An Excess Male by Maggie Shen King. Harper Voyager. 2017.
A dystopian novel depicting the consequences of China’s infamous One Child Policy and traditional preference for male heirs, An Excess Male is the poignant, deceptively matter-of-fact debut novel of Taiwan-born author and current San Francisco Bay Area resident Maggie Shen King.

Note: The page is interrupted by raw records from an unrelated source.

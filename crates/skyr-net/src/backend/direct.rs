//! ---
//! skyr_section: "05-networking-external-interfaces"
//! skyr_subsection: "module"
//! skyr_type: "source"
//! skyr_scope: "code"
//! skyr_description: "Reserved serial/USB backend that reports every call as not implemented."
//! skyr_version: "v0.0.0-prealpha"
//! skyr_owner: "tbd"
//! ---
use async_trait::async_trait;
use serde_json::Value;

use super::{BackendMetrics, DeviceBackend, Params};
use crate::error::DeviceError;
use crate::registry::DirectTarget;

/// Placeholder for locally attached hardware.
pub struct DirectBackend {
    target: DirectTarget,
}

impl DirectBackend {
    pub fn new(target: DirectTarget) -> Self {
        Self { target }
    }

    fn unavailable(&self) -> DeviceError {
        DeviceError::NotImplemented(format!(
            "direct hardware access ({})",
            self.target.port.as_deref().unwrap_or("no port")
        ))
    }
}

#[async_trait]
impl DeviceBackend for DirectBackend {
    async fn connect(&self) -> Result<(), DeviceError> {
        Err(self.unavailable())
    }

    async fn disconnect(&self) -> Result<(), DeviceError> {
        Ok(())
    }

    fn is_connected(&self) -> bool {
        false
    }

    async fn get(&self, _member: &str, _params: &Params) -> Result<Option<Value>, DeviceError> {
        Err(self.unavailable())
    }

    async fn put(&self, _member: &str, _params: &Params) -> Result<Option<Value>, DeviceError> {
        Err(self.unavailable())
    }

    async fn health_check(&self) -> Result<(), DeviceError> {
        Err(self.unavailable())
    }

    fn metrics(&self) -> BackendMetrics {
        BackendMetrics::default()
    }

    fn kind(&self) -> &'static str {
        "direct"
    }
}
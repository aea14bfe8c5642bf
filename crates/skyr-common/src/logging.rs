//! ---
//! skyr_section: "01-core-functionality"
//! skyr_subsection: "module"
//! skyr_type: "source"
//! skyr_scope: "code"
//! skyr_description: "Tracing subscriber bootstrap shared by skyr binaries."
//! skyr_version: "v0.0.0-prealpha"
//! skyr_owner: "tbd"
//! ---
use anyhow::Result;
use once_cell::sync::OnceCell;
use serde::{Deserialize, Serialize};
use tracing::info;
use tracing_appender::rolling::daily;
use tracing_subscriber::filter::EnvFilter;
use tracing_subscriber::fmt;
use tracing_subscriber::layer::{Layer, SubscriberExt};
use tracing_subscriber::util::SubscriberInitExt;

use crate::config::LoggingConfig;

const LOG_ENV: &str = "SKYR_LOG";

static FILE_GUARD: OnceCell<tracing_appender::non_blocking::WorkerGuard> = OnceCell::new();
static STDOUT_GUARD: OnceCell<tracing_appender::non_blocking::WorkerGuard> = OnceCell::new();

/// Available log formats for stdout.
#[derive(Debug, Clone, Copy, Serialize, Deserialize, PartialEq, Eq, Default)]
#[serde(rename_all = "kebab-case")]
pub enum LogFormat {
    #[default]
    StructuredJson,
    Pretty,
}

impl std::str::FromStr for LogFormat {
    type Err = String;

    fn from_str(s: &str) -> std::result::Result<Self, Self::Err> {
        match s.to_lowercase().as_str() {
            "structured-json" | "json" => Ok(LogFormat::StructuredJson),
            "pretty" => Ok(LogFormat::Pretty),
            other => Err(format!("unknown log format: {}", other)),
        }
    }
}

/// Pick the filter directive: `SKYR_LOG`, then `RUST_LOG`, then the configured level.
fn build_filter(config: &LoggingConfig) -> EnvFilter {
    if let Ok(directive) = std::env::var(LOG_ENV) {
        return EnvFilter::try_new(&directive).unwrap_or_else(|err| {
            eprintln!(
                "invalid {} directive ({}); falling back to {}",
                LOG_ENV, err, config.level
            );
            EnvFilter::new(&config.level)
        });
    }
    EnvFilter::try_from_default_env().unwrap_or_else(|_| {
        EnvFilter::try_new(&config.level).unwrap_or_else(|_| EnvFilter::new("info"))
    })
}

/// Initialise the global tracing subscriber.
///
/// Stdout receives either structured JSON or a human readable format. When
/// `logging.directory` is configured a daily rolling JSON file is written as
/// well. Calling this more than once keeps the first subscriber.
pub fn init_tracing(service_name: &str, config: &LoggingConfig) -> Result<()> {
    let (stdout_writer, stdout_guard) = tracing_appender::non_blocking(std::io::stdout());
    let _ = STDOUT_GUARD.set(stdout_guard);

    let stdout_layer = match config.format {
        LogFormat::StructuredJson => fmt::layer()
            .with_target(false)
            .with_timer(fmt::time::UtcTime::rfc_3339())
            .json()
            .with_writer(stdout_writer)
            .boxed(),
        LogFormat::Pretty => fmt::layer()
            .with_target(true)
            .with_timer(fmt::time::UtcTime::rfc_3339())
            .with_writer(stdout_writer)
            .boxed(),
    };

    let file_layer = match &config.directory {
        Some(directory) => {
            std::fs::create_dir_all(directory)?;
            let prefix = config
                .file_prefix
                .clone()
                .unwrap_or_else(|| service_name.to_owned());
            let appender = daily(directory, format!("{}.log", prefix));
            let (file_writer, file_guard) = tracing_appender::non_blocking(appender);
            let _ = FILE_GUARD.set(file_guard);
            Some(
                fmt::layer()
                    .with_target(true)
                    .with_timer(fmt::time::UtcTime::rfc_3339())
                    .json()
                    .with_writer(file_writer)
                    .boxed(),
            )
        }
        None => None,
    };

    tracing_subscriber::registry()
        .with(build_filter(config))
        .with(stdout_layer)
        .with(file_layer)
        .try_init()
        .ok();

    info!(
        service = %service_name,
        log_dir = ?config.directory,
        format = ?config.format,
        "tracing initialised"
    );
    Ok(())
}

#[cfg(test)]
mod tests {
    use super::*;

    #[test]
    fn log_format_parses_aliases() {
        assert_eq!("json".parse::<LogFormat>(), Ok(LogFormat::StructuredJson));
        assert_eq!("Pretty".parse::<LogFormat>(), Ok(LogFormat::Pretty));
        assert!("xml".parse::<LogFormat>().is_err());
    }

    #[test]
    fn init_tracing_writes_into_configured_directory() {
        let dir = tempfile::tempdir().unwrap();
        let config = LoggingConfig {
            directory: Some(dir.path().join("logs")),
            ..LoggingConfig::default()
        };
        init_tracing("skyr-test", &config).unwrap();
        assert!(dir.path().join("logs").is_dir());
        // second call is a no-op
        init_tracing("skyr-test", &config).unwrap();
    }
}
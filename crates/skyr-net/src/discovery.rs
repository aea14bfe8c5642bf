//! ---
//! skyr_section: "05-networking-external-interfaces"
//! skyr_subsection: "module"
//! skyr_type: "source"
//! skyr_scope: "code"
//! skyr_description: "Alpaca UDP discovery responder."
//! skyr_version: "v0.0.0-prealpha"
//! skyr_owner: "tbd"
//! ---
use std::net::SocketAddr;
use std::time::Duration;

use anyhow::{Context, Result};
use serde::{Deserialize, Serialize};
use tokio::net::UdpSocket;
use tokio::sync::watch;
use tokio::task::JoinHandle;
use tracing::{debug, info, warn};

/// Exact datagram an Alpaca client broadcasts.
pub const DISCOVERY_TOKEN: &[u8] = b"alpacadiscovery1";

const RECEIVE_BUFFER: usize = 1024;
const READ_DEADLINE: Duration = Duration::from_secs(1);

#[derive(Debug, Clone, Copy, PartialEq, Eq, Serialize, Deserialize)]
pub struct DiscoveryResponse {
    #[serde(rename = "AlpacaPort")]
    pub alpaca_port: u16,
}

/// Answers discovery datagrams with the REST API port.
pub struct DiscoveryResponder {
    bind: SocketAddr,
    api_port: u16,
}

impl DiscoveryResponder {
    pub fn new(bind: SocketAddr, api_port: u16) -> Self {
        Self { bind, api_port }
    }

    pub async fn spawn(self) -> Result<DiscoveryHandle> {
        let socket = UdpSocket::bind(self.bind)
            .await
            .with_context(|| format!("failed to bind discovery socket on {}", self.bind))?;
        let address = socket.local_addr()?;
        let reply = serde_json::to_vec(&DiscoveryResponse {
            alpaca_port: self.api_port,
        })?;
        let (shutdown_tx, shutdown_rx) = watch::channel(false);
        info!(%address, api_port = self.api_port, "discovery responder listening");
        let task = tokio::spawn(answer_discovery(socket, reply, shutdown_rx));
        Ok(DiscoveryHandle {
            address,
            task,
            shutdown: shutdown_tx,
        })
    }
}

async fn answer_discovery(socket: UdpSocket, reply: Vec<u8>, mut shutdown: watch::Receiver<bool>) {
    let mut buffer = [0u8; RECEIVE_BUFFER];
    loop {
        if *shutdown.borrow() {
            break;
        }
        tokio::select! {
            changed = shutdown.changed() => {
                if changed.is_err() || *shutdown.borrow() {
                    break;
                }
            }
            received = tokio::time::timeout(READ_DEADLINE, socket.recv_from(&mut buffer)) => {
                match received {
                    // deadline elapsed; re-check shutdown
                    Err(_) => continue,
                    Ok(Err(err)) => warn!(error = %err, "discovery receive failed"),
                    Ok(Ok((len, peer))) if &buffer[..len] == DISCOVERY_TOKEN => {
                        match socket.send_to(&reply, peer).await {
                            Ok(_) => debug!(%peer, "answered discovery request"),
                            Err(err) => warn!(%peer, error = %err, "discovery reply failed"),
                        }
                    }
                    Ok(Ok((len, peer))) => debug!(%peer, len, "ignoring unexpected datagram"),
                }
            }
        }
    }
    debug!("discovery responder stopped");
}

pub struct DiscoveryHandle {
    address: SocketAddr,
    task: JoinHandle<()>,
    shutdown: watch::Sender<bool>,
}

impl DiscoveryHandle {
    pub fn local_addr(&self) -> SocketAddr {
        self.address
    }

    pub async fn shutdown(self) -> Result<()> {
        let _ = self.shutdown.send(true);
        self.task.await.context("discovery task failed")
    }
}

#[cfg(test)]
mod tests {
    use super::*;

    async fn responder(api_port: u16) -> DiscoveryHandle {
        DiscoveryResponder::new("127.0.0.1:0".parse().unwrap(), api_port)
            .spawn()
            .await
            .unwrap()
    }

    #[tokio::test]
    async fn answers_the_discovery_token_with_the_api_port() {
        let handle = responder(11111).await;
        let client = UdpSocket::bind("127.0.0.1:0").await.unwrap();
        client
            .send_to(DISCOVERY_TOKEN, handle.local_addr())
            .await
            .unwrap();

        let mut buffer = [0u8; 128];
        let (len, _) = tokio::time::timeout(Duration::from_secs(2), client.recv_from(&mut buffer))
            .await
            .unwrap()
            .unwrap();
        let reply: DiscoveryResponse = serde_json::from_slice(&buffer[..len]).unwrap();
        assert_eq!(reply, DiscoveryResponse { alpaca_port: 11111 });
        assert_eq!(&buffer[..len], br#"{"AlpacaPort":11111}"#);
        handle.shutdown().await.unwrap();
    }

    #[tokio::test]
    async fn ignores_other_datagrams() {
        let handle = responder(4567).await;
        let client = UdpSocket::bind("127.0.0.1:0").await.unwrap();
        for junk in [&b"alpacadiscovery1 "[..], b"ALPACADISCOVERY1", b"alpacadiscovery"] {
            client.send_to(junk, handle.local_addr()).await.unwrap();
        }
        let mut buffer = [0u8; 128];
        let outcome =
            tokio::time::timeout(Duration::from_millis(300), client.recv_from(&mut buffer)).await;
        assert!(outcome.is_err(), "no reply expected");
        handle.shutdown().await.unwrap();
    }

    #[tokio::test]
    async fn shutdown_completes_within_the_read_deadline() {
        let handle = responder(1).await;
        tokio::time::timeout(READ_DEADLINE * 3, handle.shutdown())
            .await
            .unwrap()
            .unwrap();
    }
}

Over 40 million eligible bachelors find themselves without wives and abilities to pass down family names to children, one of the most crucial parts of patriarchal marriage customs, leading to the creation of Advanced Families with a hierarchy of multiple husbands for one woman. Wei-guo meets May-ling, aspiring to be her Husband Three after establishing a mutual rapport and comfort he had never felt with anyone else. The complex intersections between politics and love, state and family, and patriotism and belief climax as Wei-guo faces challenges, rebellion, and the quaking boldness of personal resolve.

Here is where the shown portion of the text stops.